→ **Your goal**: Your answer should consist of the lines in the data below that contain "timed".

Recorded data
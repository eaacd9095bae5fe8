//! Operation submissions are only accepted on record collections

use super::Middleware;
use crate::connection::Connection;
use async_trait::async_trait;
use hub_core::{Action, CollectionInfo, HubError, HubResult, Message};
use tokio_util::sync::CancellationToken;

/// Rejects `op` messages whose collection does not classify as a record
#[derive(Debug, Default, Clone, Copy)]
pub struct RecordOnlySubmit;

#[async_trait]
impl Middleware for RecordOnlySubmit {
    fn name(&self) -> &'static str {
        "record_only_submit"
    }

    async fn handle(
        &self,
        _scope: &CancellationToken,
        connection: &Connection,
        message: &Message,
    ) -> HubResult<()> {
        // Empty collections are left to the handler's own validation
        if message.parsed_action() != Some(Action::Operation) || message.collection.is_empty() {
            return Ok(());
        }

        let info = CollectionInfo::parse(&message.collection);
        if !info.is_record() {
            tracing::warn!(
                connection_id = %connection.id(),
                user_id = %connection.user_id(),
                collection = %message.collection,
                doc_type = %info.doc_type,
                "Rejected operation on non-record collection"
            );
            return Err(HubError::rejected("only record op can be committed"));
        }

        tracing::debug!(
            connection_id = %connection.id(),
            collection = %message.collection,
            doc_id = %message.doc_id,
            "Operation validated"
        );
        Ok(())
    }
}
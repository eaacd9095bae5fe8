//! Application error types
//!
//! Failures that stop the process from starting or serving. Per-message
//! protocol errors live in `hub_core::HubError`.

use crate::config::ConfigError;
use crate::telemetry::TracingError;

/// Process-level error type
#[derive(Debug, thiserror::Error)]
pub enum AppError {
    // Configuration errors
    #[error("Configuration error: {0}")]
    Config(#[from] ConfigError),

    #[error("Tracing error: {0}")]
    Tracing(#[from] TracingError),

    // Redis errors
    #[error("Cache error: {0}")]
    Cache(String),

    // Listener / transport errors
    #[error("Server error: {0}")]
    Server(String),

    // Internal errors
    #[error("Internal error")]
    Internal(#[source] anyhow::Error),
}

impl AppError {
    /// Get error code for logs and exit reporting
    #[must_use]
    pub fn error_code(&self) -> &'static str {
        match self {
            Self::Config(_) => "CONFIG_ERROR",
            Self::Tracing(_) => "TRACING_ERROR",
            Self::Cache(_) => "CACHE_ERROR",
            Self::Server(_) => "SERVER_ERROR",
            Self::Internal(_) => "INTERNAL_ERROR",
        }
    }

    /// Process exit status for this error
    #[must_use]
    pub fn exit_code(&self) -> i32 {
        match self {
            Self::Config(_) => 78, // EX_CONFIG
            Self::Cache(_) => 69,  // EX_UNAVAILABLE
            Self::Tracing(_) | Self::Server(_) | Self::Internal(_) => 1,
        }
    }
}

impl From<std::io::Error> for AppError {
    fn from(err: std::io::Error) -> Self {
        Self::Server(err.to_string())
    }
}

impl From<anyhow::Error> for AppError {
    fn from(err: anyhow::Error) -> Self {
        Self::Internal(err)
    }
}

/// Result type alias for process-level operations
pub type AppResult<T> = Result<T, AppError>;
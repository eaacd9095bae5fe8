//! Submit-operation handler (`op`)

use super::{Deadline, HandlerResult};
use crate::connection::Connection;
use crate::service::HubService;
use hub_core::{Action, HubError, Message, OpType, Operation};

/// Commits an operation and fans it out
pub struct SubmitHandler;

impl SubmitHandler {
    pub async fn handle(
        service: &HubService,
        connection: &Connection,
        message: &Message,
        deadline: Deadline,
    ) -> HandlerResult<Message> {
        let op = Operation::from_message(message);
        if op.kind != OpType::Create && message.version.is_none() {
            return Err(HubError::validation("version is required").into());
        }
        let op = op.with_source(connection.id(), connection.next_sequence());

        let pipeline = service.pipeline();
        deadline
            .run(pipeline.submit(&message.collection, &message.doc_id, &op))
            .await?;
        // Committed: fan-out and the ack are no longer abandoned on timeout
        pipeline.publish(&op).await;

        tracing::debug!(
            connection_id = %connection.id(),
            collection = %message.collection,
            doc_id = %message.doc_id,
            version = op.version,
            seq = op.seq,
            "Operation accepted"
        );

        // Acknowledge with the version the operation was applied at
        Ok(Message {
            version: Some(op.version),
            ..Message::for_document(Action::Operation, &message.collection, &message.doc_id)
        })
    }
}
//! # hub-core
//!
//! Domain layer for the collaboration hub: the wire protocol, the document and
//! operation model, and the capability traits the gateway depends on.
//! This crate has no dependency on the transport, the broker or any storage engine.

pub mod entities;
pub mod error;
pub mod protocol;
pub mod traits;

// Re-export commonly used types at crate root
pub use entities::{
    CollectionInfo, CreateData, DocumentType, OpType, Operation, PresenceData, QueryOptions,
    Snapshot,
};
pub use error::{HubError, HubResult};
pub use protocol::{Action, ErrorInfo, Message, PROTOCOL_VERSION};
pub use traits::{
    Adapter, CommitHook, HandlerFuture, OperationHandler, PresenceManager, PubSub, Subscription,
};
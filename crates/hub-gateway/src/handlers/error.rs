//! Handler error types

use hub_core::{ErrorInfo, HubError};
use std::time::Duration;
use thiserror::Error;

/// Handler error type
#[derive(Debug, Error)]
pub enum HandlerError {
    /// Protocol-visible failure, answered with an error frame
    #[error(transparent)]
    Hub(#[from] HubError),

    /// The handler missed its deadline
    #[error("Request timed out after {}ms", .0.as_millis())]
    Timeout(Duration),

    /// The outbound queue is gone; the connection is being torn down
    #[error("Connection closed")]
    ConnectionClosed,
}

impl HandlerError {
    /// Error descriptor for the response frame, if one should be sent
    pub fn to_error_info(&self) -> Option<ErrorInfo> {
        match self {
            Self::Hub(e) => Some(ErrorInfo::from(e)),
            Self::Timeout(_) => Some(ErrorInfo::new(504, self.to_string())),
            Self::ConnectionClosed => None,
        }
    }

    /// Check if this error ends the connection
    pub fn is_fatal(&self) -> bool {
        matches!(self, Self::ConnectionClosed)
    }
}

impl From<serde_json::Error> for HandlerError {
    fn from(err: serde_json::Error) -> Self {
        Self::Hub(HubError::Serialization(err))
    }
}

/// Handler result type
pub type HandlerResult<T> = Result<T, HandlerError>;
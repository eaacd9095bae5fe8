//! Operations - committed mutations relayed to subscribers

use crate::protocol::{Action, Message};
use serde::{Deserialize, Serialize};
use serde_json::Value;

/// Kind of mutation
#[derive(Debug, Clone, Copy, PartialEq, Eq, Serialize, Deserialize)]
#[serde(rename_all = "lowercase")]
pub enum OpType {
    Create,
    Edit,
    Delete,
}

impl OpType {
    #[must_use]
    pub const fn as_str(self) -> &'static str {
        match self {
            Self::Create => "create",
            Self::Edit => "edit",
            Self::Delete => "delete",
        }
    }
}

impl std::fmt::Display for OpType {
    fn fmt(&self, f: &mut std::fmt::Formatter<'_>) -> std::fmt::Result {
        f.write_str(self.as_str())
    }
}

/// Creation payload: a type tag and the initial document data
#[derive(Debug, Clone, PartialEq, Serialize, Deserialize)]
pub struct CreateData {
    #[serde(rename = "type")]
    pub type_name: String,
    #[serde(default)]
    pub data: Value,
}

impl CreateData {
    pub fn new(type_name: impl Into<String>, data: Value) -> Self {
        Self {
            type_name: type_name.into(),
            data,
        }
    }
}

/// A mutation submitted against a document version
///
/// This is also the payload format on the broker, so every field has a stable
/// wire name.
#[derive(Debug, Clone, PartialEq, Serialize, Deserialize)]
pub struct Operation {
    #[serde(rename = "type")]
    pub kind: OpType,

    /// Ordered edit components, never inspected by the hub
    #[serde(default, skip_serializing_if = "Vec::is_empty")]
    pub op: Vec<Value>,

    #[serde(default, skip_serializing_if = "Option::is_none")]
    pub create: Option<CreateData>,

    /// Version the operation was submitted against
    #[serde(rename = "v")]
    pub version: i64,

    /// Originating connection id
    #[serde(rename = "src", default)]
    pub source: String,

    /// Per-connection sequence number
    #[serde(default)]
    pub seq: u64,

    #[serde(rename = "c", default, skip_serializing_if = "String::is_empty")]
    pub collection: String,

    #[serde(rename = "d", default, skip_serializing_if = "String::is_empty")]
    pub doc_id: String,
}

impl Operation {
    /// Create an edit operation
    pub fn edit(
        collection: impl Into<String>,
        doc_id: impl Into<String>,
        version: i64,
        op: Vec<Value>,
    ) -> Self {
        Self {
            kind: OpType::Edit,
            op,
            create: None,
            version,
            source: String::new(),
            seq: 0,
            collection: collection.into(),
            doc_id: doc_id.into(),
        }
    }

    /// Create a creation operation
    pub fn create(
        collection: impl Into<String>,
        doc_id: impl Into<String>,
        create: CreateData,
    ) -> Self {
        Self {
            kind: OpType::Create,
            create: Some(create),
            ..Self::edit(collection, doc_id, 0, Vec::new())
        }
    }

    /// Create a deletion operation
    pub fn delete(collection: impl Into<String>, doc_id: impl Into<String>, version: i64) -> Self {
        Self {
            kind: OpType::Delete,
            ..Self::edit(collection, doc_id, version, Vec::new())
        }
    }

    /// Stamp the originating connection and its sequence number
    #[must_use]
    pub fn with_source(mut self, source: impl Into<String>, seq: u64) -> Self {
        self.source = source.into();
        self.seq = seq;
        self
    }

    /// Key of the target document (`collection.docID`)
    pub fn document_key(&self) -> String {
        format!("{}.{}", self.collection, self.doc_id)
    }

    /// Fan-out channels: the whole collection, then the single document
    pub fn channels(&self) -> [String; 2] {
        [self.collection.clone(), self.document_key()]
    }

    /// Encode as an `op` frame for delivery to subscribers
    pub fn to_message(&self) -> Message {
        Message {
            version: Some(self.version),
            op: self.op.clone(),
            create: self.create.clone(),
            del: self.kind == OpType::Delete,
            ..Message::for_document(Action::Operation, &self.collection, &self.doc_id)
        }
    }

    /// Decode an `op` frame
    ///
    /// The kind is inferred from the frame: a creation payload means create,
    /// the `del` marker means delete, anything else is an edit.
    pub fn from_message(message: &Message) -> Self {
        let kind = if message.create.is_some() {
            OpType::Create
        } else if message.del {
            OpType::Delete
        } else {
            OpType::Edit
        };

        Self {
            kind,
            op: message.op.clone(),
            create: message.create.clone(),
            version: message.version.unwrap_or_default(),
            source: String::new(),
            seq: 0,
            collection: message.collection.clone(),
            doc_id: message.doc_id.clone(),
        }
    }
}

#[cfg(test)]
mod tests {
    use super::*;
    use serde_json::json;

    #[test]
    fn test_op_frame_shape() {
        let op = Operation::edit("tbl1", "rec1", 5, vec![json!({"p": ["name"], "oi": "x"})]);
        let value = serde_json::to_value(op.to_message()).unwrap();

        assert_eq!(
            value,
            json!({"a": "op", "c": "tbl1", "d": "rec1", "v": 5, "op": [{"p": ["name"], "oi": "x"}]})
        );
    }

    #[test]
    fn test_message_roundtrip_preserves_edit() {
        let op = Operation::edit("rec_tbl1", "rec1", 7, vec![json!({"p": [0], "si": "a"})]);
        let decoded = Operation::from_message(&op.to_message());

        assert_eq!(decoded.kind, OpType::Edit);
        assert_eq!(decoded.op, op.op);
        assert_eq!(decoded.version, 7);
        assert_eq!(decoded.collection, "rec_tbl1");
        assert_eq!(decoded.doc_id, "rec1");
    }

    #[test]
    fn test_message_roundtrip_preserves_create_and_delete() {
        let create = Operation::create("rec_tbl1", "rec2", CreateData::new("json0", json!({"a": 1})));
        let decoded = Operation::from_message(&create.to_message());
        assert_eq!(decoded.kind, OpType::Create);
        assert_eq!(decoded.create, create.create);

        let delete = Operation::delete("rec_tbl1", "rec2", 3);
        let decoded = Operation::from_message(&delete.to_message());
        assert_eq!(decoded.kind, OpType::Delete);
        assert_eq!(decoded.version, 3);
    }

    #[test]
    fn test_broker_payload_shape() {
        let op = Operation::edit("tbl1", "rec1", 2, vec![json!({"p": [1]})]).with_source("conn_a", 4);
        let value = serde_json::to_value(&op).unwrap();

        assert_eq!(value["type"], "edit");
        assert_eq!(value["v"], 2);
        assert_eq!(value["src"], "conn_a");
        assert_eq!(value["seq"], 4);
        assert_eq!(value["c"], "tbl1");
        assert_eq!(value["d"], "rec1");

        let parsed: Operation = serde_json::from_value(value).unwrap();
        assert_eq!(parsed, op);
    }

    #[test]
    fn test_channels() {
        let op = Operation::edit("tbl1", "rec1", 0, Vec::new());
        assert_eq!(op.channels(), ["tbl1".to_string(), "tbl1.rec1".to_string()]);
    }
}
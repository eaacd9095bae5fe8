//! Hub service lifecycle
//!
//! Owns the collaborators, the shared registries, and the cancellation
//! scope every background task observes.

mod builder;
mod cleanup;
mod hub_service;
mod stats;

pub use builder::{BuildError, HubServiceBuilder};
pub use cleanup::CleanupScheduler;
pub use hub_service::HubService;
pub use stats::HubStats;
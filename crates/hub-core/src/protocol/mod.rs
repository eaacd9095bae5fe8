//! Wire protocol definitions
//!
//! Defines the action codes and the frame format exchanged over the socket.

mod action;
mod message;

pub use action::Action;
pub use message::{ErrorInfo, Message};

/// Protocol version announced in the handshake response
pub const PROTOCOL_VERSION: &str = "1.0.0";
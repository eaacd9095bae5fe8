//! Protocol action codes

/// Actions a client may request
///
/// The wire carries the short code (`a` field); anything that does not parse
/// into one of these is answered with a 400 error frame.
#[derive(Debug, Clone, Copy, PartialEq, Eq, Hash)]
pub enum Action {
    /// `hs` - handshake, echoes protocol version and connection id
    Handshake,
    /// `f` - fetch the current snapshot of a document
    Fetch,
    /// `s` - subscribe to live operations on a document
    Subscribe,
    /// `op` - submit an operation
    Operation,
    /// `p` - submit presence and receive the channel's presence set
    Presence,
}

impl Action {
    /// All actions in wire order
    pub const ALL: [Self; 5] = [
        Self::Handshake,
        Self::Fetch,
        Self::Subscribe,
        Self::Operation,
        Self::Presence,
    ];

    /// Parse a wire action code
    #[must_use]
    pub fn parse(code: &str) -> Option<Self> {
        match code {
            "hs" => Some(Self::Handshake),
            "f" => Some(Self::Fetch),
            "s" => Some(Self::Subscribe),
            "op" => Some(Self::Operation),
            "p" => Some(Self::Presence),
            _ => None,
        }
    }

    /// Get the wire action code
    #[must_use]
    pub const fn code(self) -> &'static str {
        match self {
            Self::Handshake => "hs",
            Self::Fetch => "f",
            Self::Subscribe => "s",
            Self::Operation => "op",
            Self::Presence => "p",
        }
    }

    /// Whether the action addresses a specific document (`c` and `d` fields)
    #[must_use]
    pub const fn targets_document(self) -> bool {
        !matches!(self, Self::Handshake)
    }
}

impl std::fmt::Display for Action {
    fn fmt(&self, f: &mut std::fmt::Formatter<'_>) -> std::fmt::Result {
        f.write_str(self.code())
    }
}
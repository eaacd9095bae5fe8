//! Document snapshots

use serde::{Deserialize, Serialize};
use serde_json::Value;
use std::collections::HashMap;

/// Materialized state of a document at a version
#[derive(Debug, Clone, PartialEq, Serialize, Deserialize)]
pub struct Snapshot {
    pub id: String,
    /// Type tag; `None` when the document does not exist (never created or deleted)
    #[serde(rename = "type", default)]
    pub type_name: Option<String>,
    #[serde(rename = "v")]
    pub version: i64,
    #[serde(default)]
    pub data: Value,
    #[serde(rename = "m", default, skip_serializing_if = "Option::is_none")]
    pub meta: Option<Value>,
}

impl Snapshot {
    /// Create a snapshot of an existing document
    pub fn new(id: impl Into<String>, type_name: impl Into<String>, version: i64, data: Value) -> Self {
        Self {
            id: id.into(),
            type_name: Some(type_name.into()),
            version,
            data,
            meta: None,
        }
    }

    /// Create the snapshot of a document that has never been created
    pub fn empty(id: impl Into<String>) -> Self {
        Self {
            id: id.into(),
            type_name: None,
            version: 0,
            data: Value::Null,
            meta: None,
        }
    }

    /// Attach metadata
    #[must_use]
    pub fn with_meta(mut self, meta: Value) -> Self {
        self.meta = Some(meta);
        self
    }

    /// Check if the document currently exists
    pub fn exists(&self) -> bool {
        self.type_name.is_some()
    }
}

/// Snapshot query options passed through to the adapter
#[derive(Debug, Clone, Default, PartialEq, Serialize, Deserialize)]
pub struct QueryOptions {
    #[serde(default, skip_serializing_if = "Option::is_none")]
    pub projection: Option<HashMap<String, bool>>,
    #[serde(default, skip_serializing_if = "Option::is_none")]
    pub limit: Option<usize>,
    #[serde(default, skip_serializing_if = "Option::is_none")]
    pub skip: Option<usize>,
    #[serde(default, skip_serializing_if = "Option::is_none")]
    pub sort: Option<Value>,
}
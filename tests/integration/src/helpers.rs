//! Test helpers for integration tests
//!
//! Provides utilities for spawning test servers, making HTTP requests,
//! and driving WebSocket clients.

use std::collections::HashMap;
use std::net::SocketAddr;
use std::sync::Arc;
use std::time::Duration;

use anyhow::{Context, Result};
use futures_util::{SinkExt, StreamExt};
use hub_common::AppConfig;
use hub_gateway::{create_hub_service, serve, GatewayState, HubService};
use reqwest::{Client, Response, StatusCode};
use serde::de::DeserializeOwned;
use serde_json::Value;
use tokio::net::{TcpListener, TcpStream};
use tokio::task::JoinHandle;
use tokio_tungstenite::tungstenite::Message as WsMessage;
use tokio_tungstenite::{connect_async, MaybeTlsStream, WebSocketStream};

/// How long a client waits for an expected frame
const RECV_TIMEOUT: Duration = Duration::from_secs(5);

/// Test server instance that manages lifecycle
pub struct TestServer {
    pub addr: SocketAddr,
    pub client: Client,
    service: Arc<HubService>,
    handle: JoinHandle<()>,
}

impl TestServer {
    /// Start a server with in-process backends
    pub async fn start() -> Result<Self> {
        Self::start_with(&[]).await
    }

    /// Start a server with extra configuration variables
    pub async fn start_with(vars: &[(&str, &str)]) -> Result<Self> {
        Self::start_with_config(test_config(vars)?).await
    }

    /// Start a test server with custom config
    pub async fn start_with_config(config: AppConfig) -> Result<Self> {
        let service = create_hub_service(&config).await?;
        Self::start_with_service(service, config).await
    }

    /// Start a test server around a service assembled by the test
    pub async fn start_with_service(service: HubService, config: AppConfig) -> Result<Self> {
        let service = Arc::new(service);
        let state = GatewayState::new(Arc::clone(&service), config.websocket, config.cors);

        // Bind to an ephemeral port
        let listener = TcpListener::bind("127.0.0.1:0").await?;
        let addr = listener.local_addr()?;

        let handle = tokio::spawn(async move {
            serve(listener, state).await.ok();
        });

        let client = Client::builder().timeout(Duration::from_secs(10)).build()?;

        Ok(Self {
            addr,
            client,
            service,
            handle,
        })
    }

    /// Get base URL for the server
    pub fn base_url(&self) -> String {
        format!("http://{}", self.addr)
    }

    /// Get the WebSocket URL for a user
    pub fn socket_url(&self, user_id: &str) -> String {
        format!("ws://{}/socket?user_id={user_id}", self.addr)
    }

    pub fn service(&self) -> &HubService {
        &self.service
    }

    /// Make a GET request
    pub async fn get(&self, path: &str) -> Result<Response> {
        let url = format!("{}{}", self.base_url(), path);
        Ok(self.client.get(&url).send().await?)
    }

    /// Open a WebSocket connection as `user_id`
    pub async fn connect(&self, user_id: &str) -> Result<TestClient> {
        let (stream, _) = connect_async(self.socket_url(user_id))
            .await
            .context("WebSocket connect failed")?;
        Ok(TestClient { stream })
    }

    /// Stop the server and wait for it to finish
    pub async fn shutdown(self) -> Result<()> {
        self.service.scope().cancel();
        tokio::time::timeout(Duration::from_secs(5), self.handle)
            .await
            .context("server did not stop")??;
        Ok(())
    }
}

/// WebSocket client speaking the hub protocol
pub struct TestClient {
    stream: WebSocketStream<MaybeTlsStream<TcpStream>>,
}

impl TestClient {
    /// Send one JSON frame
    pub async fn send(&mut self, frame: &Value) -> Result<()> {
        self.stream
            .send(WsMessage::Text(serde_json::to_string(frame)?))
            .await?;
        Ok(())
    }

    /// Send raw text
    pub async fn send_raw(&mut self, text: &str) -> Result<()> {
        self.stream.send(WsMessage::Text(text.to_string())).await?;
        Ok(())
    }

    /// Receive the next JSON frame, skipping control frames
    pub async fn recv(&mut self) -> Result<Value> {
        loop {
            let frame = tokio::time::timeout(RECV_TIMEOUT, self.stream.next())
                .await
                .context("timed out waiting for frame")?
                .context("connection closed")??;

            match frame {
                WsMessage::Text(text) => return Ok(serde_json::from_str(&text)?),
                WsMessage::Close(_) => anyhow::bail!("connection closed by server"),
                _ => {}
            }
        }
    }

    /// Send a frame and wait for the response
    pub async fn request(&mut self, frame: &Value) -> Result<Value> {
        self.send(frame).await?;
        self.recv().await
    }

    /// Assert that nothing arrives within `wait`
    pub async fn expect_silence(&mut self, wait: Duration) -> Result<()> {
        match tokio::time::timeout(wait, self.stream.next()).await {
            Err(_) => Ok(()),
            Ok(frame) => anyhow::bail!("unexpected frame: {frame:?}"),
        }
    }

    /// Close the connection
    pub async fn close(mut self) -> Result<()> {
        self.stream.close(None).await?;
        Ok(())
    }
}

/// Create a test configuration from explicit variables only
///
/// The process environment is ignored, so tests run against in-process
/// backends unless a test passes `REDIS_URL` itself.
pub fn test_config(vars: &[(&str, &str)]) -> Result<AppConfig> {
    let vars: HashMap<String, String> = vars
        .iter()
        .map(|(k, v)| ((*k).to_string(), (*v).to_string()))
        .collect();

    AppConfig::from_lookup(|key| vars.get(key).cloned())
        .map_err(|e| anyhow::anyhow!("Config error: {}", e))
}

/// Redis URL for tests that need a shared broker, if one is available
pub fn redis_url() -> Option<String> {
    dotenvy::dotenv().ok();
    match std::env::var("REDIS_URL") {
        Ok(url) => Some(url),
        Err(_) => {
            eprintln!("Skipping test: REDIS_URL not set");
            None
        }
    }
}

/// Assert response status and parse JSON body
pub async fn assert_json<T: DeserializeOwned>(response: Response, expected_status: StatusCode) -> Result<T> {
    let status = response.status();
    if status != expected_status {
        let body = response.text().await?;
        anyhow::bail!(
            "Expected status {}, got {}. Body: {}",
            expected_status,
            status,
            body
        );
    }
    Ok(response.json().await?)
}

→ **Result below**:
    #[error("Request timed out after {}ms", .0.as_millis())]
                .context("timed out waiting for frame")?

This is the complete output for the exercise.